MATERIALS AND METHODS
Data were collected from the clinical records of all patients who received one or more WARANTEC implants at Seoul National University Dental Hospital from February 2002 to January 2014 for 12 years and the following cases were excluded: i) implants failed in osseointegration, ii) implant placement after jaw resection and reconstruction, iii) the opposite arch was complete denture, iv) implant assisted over denture, v) insufficient clinical chart recording, vi) patients who have not visited since 2012. Data collection included 406 patients (205 males, 201 females), ranging in age from 21 to 94 years (mean 64.6 years, SD 11.5).

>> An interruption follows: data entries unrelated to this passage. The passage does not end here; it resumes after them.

//! Error types for cache operations.

use std::fmt;

/// Result alias used throughout the crate.
pub type Result<T> = std::result::Result<T, Error>;

/// Errors raised by cache backends and their configuration.
///
/// Data-path operations (`add`, `load`, `remove`, `test`, `touch`) never
/// return these to the caller; they are logged and folded into a miss.
/// Construction and `clean` do surface them.
#[derive(Debug)]
pub enum Error {
    /// Invalid or unusable configuration (bad hash algorithm, missing directory, ...).
    ConfigError(String),

    /// The storage medium reported a failure.
    BackendError(String),

    /// The backend does not implement the requested operation.
    UnsupportedOperation(String),

    /// Cache key is empty or otherwise unusable.
    InvalidKey(String),

    /// Value could not be encoded for storage.
    SerializationError(String),

    /// Stored bytes could not be decoded back into a value.
    DeserializationError(String),

    /// Stored bytes are not a valid cache envelope.
    InvalidCacheEntry(String),

    /// Envelope was written by an incompatible schema version.
    VersionMismatch { expected: u32, found: u32 },

    /// Filesystem failure.
    Io(std::io::Error),
}

impl fmt::Display for Error {
    fn fmt(&self, f: &mut fmt::Formatter<'_>) -> fmt::Result {
        match self {
            Error::ConfigError(msg) => write!(f, "Configuration error: {}", msg),
            Error::BackendError(msg) => write!(f, "Backend error: {}", msg),
            Error::UnsupportedOperation(msg) => write!(f, "Unsupported operation: {}", msg),
            Error::InvalidKey(msg) => write!(f, "Invalid cache key: {}", msg),
            Error::SerializationError(msg) => write!(f, "Serialization error: {}", msg),
            Error::DeserializationError(msg) => write!(f, "Deserialization error: {}", msg),
            Error::InvalidCacheEntry(msg) => write!(f, "Invalid cache entry: {}", msg),
            Error::VersionMismatch { expected, found } => write!(
                f,
                "Cache schema version mismatch: expected {}, found {}",
                expected, found
            ),
            Error::Io(e) => write!(f, "I/O error: {}", e),
        }
    }
}

impl std::error::Error for Error {
    fn source(&self) -> Option<&(dyn std::error::Error + 'static)> {
        match self {
            Error::Io(e) => Some(e),
            _ => None,
        }
    }
}

impl From<std::io::Error> for Error {
    fn from(e: std::io::Error) -> Self {
        Error::Io(e)
    }
}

Total number of implants was 1,289 and an average of 3.2 implants was installed per patient. Information about abutment connection type (internal or external), implant locations, platform sizes was collected with presence of implant component fractures and their managements (Table 1). The information about implant component fractures was divided into three types: screw fractures, abutment fractures, and fixture fractures. The management of fractures was classified as screw replacement, prosthesis refabrication, and fixture removal.
Table 1
Distribution of implants according to the location and platform size
SPSS statistics software (version 24.0, IBM, New York, NY, USA) was used for the statistical analysis. The Pearson chi-square test and Fisher's exact test (P = .05) were used to evaluate the association between implant characteristics and implant components fracture.
RESULTS
A total of 1,289 implants were placed in 406 patients during investigation period. 799 implants had external type abutment connection (62.0%) and 490 implants were internal type abutment connection (38.0%). 139 implants were placed in the maxillary anterior region (10.8%), 641 implants in the maxillary posterior region (49.7%), 50 implants in the mandibular anterior region (3.9%), and 449 implants in the mandibular posterior region (35.6%). According to the platform size, 129 implants (10.0%) with narrow platform (NP), 1059 implants (82.2%) with regular platform (RP), and 101 implants (7.8%) with wide platform (WP) were placed (Table 1, Fig. 1).
Fig. 1
Implant distribution according to the location and the platform sizes.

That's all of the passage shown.